Steve Fairclough spoke to top photographers to discover their stories of photographing HM The Queen over the decades
From 1952 to 2022, Her Majesty The Queen was one of the most photographed people in the world. From the first portrait sitting, on 26 February 1952 with Dorothy Wilding, to the final photograph of The Queen shot by Jane Barlow at Balmoral on Tuesday 6 September 2022, Queen Elizabeth II has been photographed millions of times in her 70-year plus reign.
Indeed, to celebrate her Platinum Jubilee in February 2022 the official Twitter account of The Royal Family released a previously unseen Wilding portrait of HM The Queen from that historic first portrait session.
Throughout the 2022 Platinum Jubilee year more photographic tributes have been paid to The Queen, including a special tribute collage which recreated one of Dorothy Wilding’s iconic portrait from 26 February 1952 by using a photomontage of 207 individual portraits of The Queen, including photographs by the likes of Tim Graham, William Horton, Frederick Thurston and many unknown photographers, plus some paintings and illustrations.
But to get a real sense of exactly what it’s like to meet and photograph Her Majesty The Queen we spoke to a number of photographers who have photographed the legendary monarch from the 1950s onwards…
The famous portrait and fashion photographer Rankin photographed HM The Queen for her Golden Jubilee in 2002. Here’s his story…
‘I was given five minutes and I shot it in four.
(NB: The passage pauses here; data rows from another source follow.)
//! Timestamp text shared by the storage backends.

use time::format_description::well_known::Rfc3339;
use time::format_description::FormatItem;
use time::macros::format_description;
use time::{OffsetDateTime, PrimitiveDateTime};

use crate::BackendError;

/// Naive ISO timestamps written by older tools, read as UTC.
const NAIVE_ISO: &[FormatItem<'static>] =
    format_description!("[year]-[month]-[day]T[hour]:[minute]:[second][optional [.[subsecond]]]");

/// SQLite `datetime('now')` / `strftime` style, read as UTC.
const NAIVE_SQL: &[FormatItem<'static>] =
    format_description!("[year]-[month]-[day] [hour]:[minute]:[second][optional [.[subsecond]]]");

/// # Errors
/// Returns [`BackendError::Write`] when the value cannot be rendered as RFC 3339.
pub fn format_rfc3339(value: OffsetDateTime) -> Result<String, BackendError> {
    value
        .format(&Rfc3339)
        .map_err(|err| BackendError::Write(format!("failed to format timestamp: {err}")))
}

/// RFC 3339, or a naive ISO/SQL timestamp taken as UTC.
#[must_use]
pub fn parse_timestamp(raw: &str) -> Option<OffsetDateTime> {
    let raw = raw.trim();
    if let Ok(parsed) = OffsetDateTime::parse(raw, &Rfc3339) {
        return Some(parsed);
    }
    [NAIVE_ISO, NAIVE_SQL]
        .into_iter()
        .find_map(|description| PrimitiveDateTime::parse(raw, description).ok())
        .map(PrimitiveDateTime::assume_utc)
}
It was good and unusual for me to be able to shoot her. I remember when they called me up I was like “Really? To photograph The Queen? Are they sure?” I did a double take.
‘I photographed her in Buckingham Palace. It was probably the most intimidating commission I’d ever had, but you’re not going to say “no” to the most famous person in the world. I really researched her and I empathised more with her afterwards. Prior to the commission I’d just seen her as a monarch and then, when I researched her, I thought, “Wow! She’s committed herself to a life of service, that she had no real choice about.” It made me respect her.
‘I read that she had a great sense of humour, which is what I tried to capture in the shoot. It was kind of weird because I’m Scottish – my parents are Scottish and I was born in Scotland – so essentially I’m a bit of a republican, in the sense of not being a royalist, but I just really respected her as a human being. She was an incredible human being; an incredible woman and she had a wicked sense of humour. She was very funny when I met her and I can’t really speak more highly about the person.
‘One of the old sync leads that just slips into the lens on the Mamiya… that fell out of my camera when I was shooting her. Those sync leads would always get loose and fall out. It fell off and The Queen laughed and when she laughed that was it, it was very funny and I needed to get that. But what was even funnier was my assistant at the time was trying to get that sync lead back in and his hand was shaking as he was trying to get it back in the lens.
‘When I went into this shoot I was a massive Sex Pistols fan so there was kind of an ode to [record sleeve designer] Jamie Reid going on and the Sex Pistols for me. I wanted to use that [flag] iconography because I thought it was humorous and, obviously, she is the monarch of the Union and the Commonwealth. So, it was relatable, there was an essence of it being very “Pop” and I wanted it to be a bit like an Andy Warhol – that was what I was really pushing.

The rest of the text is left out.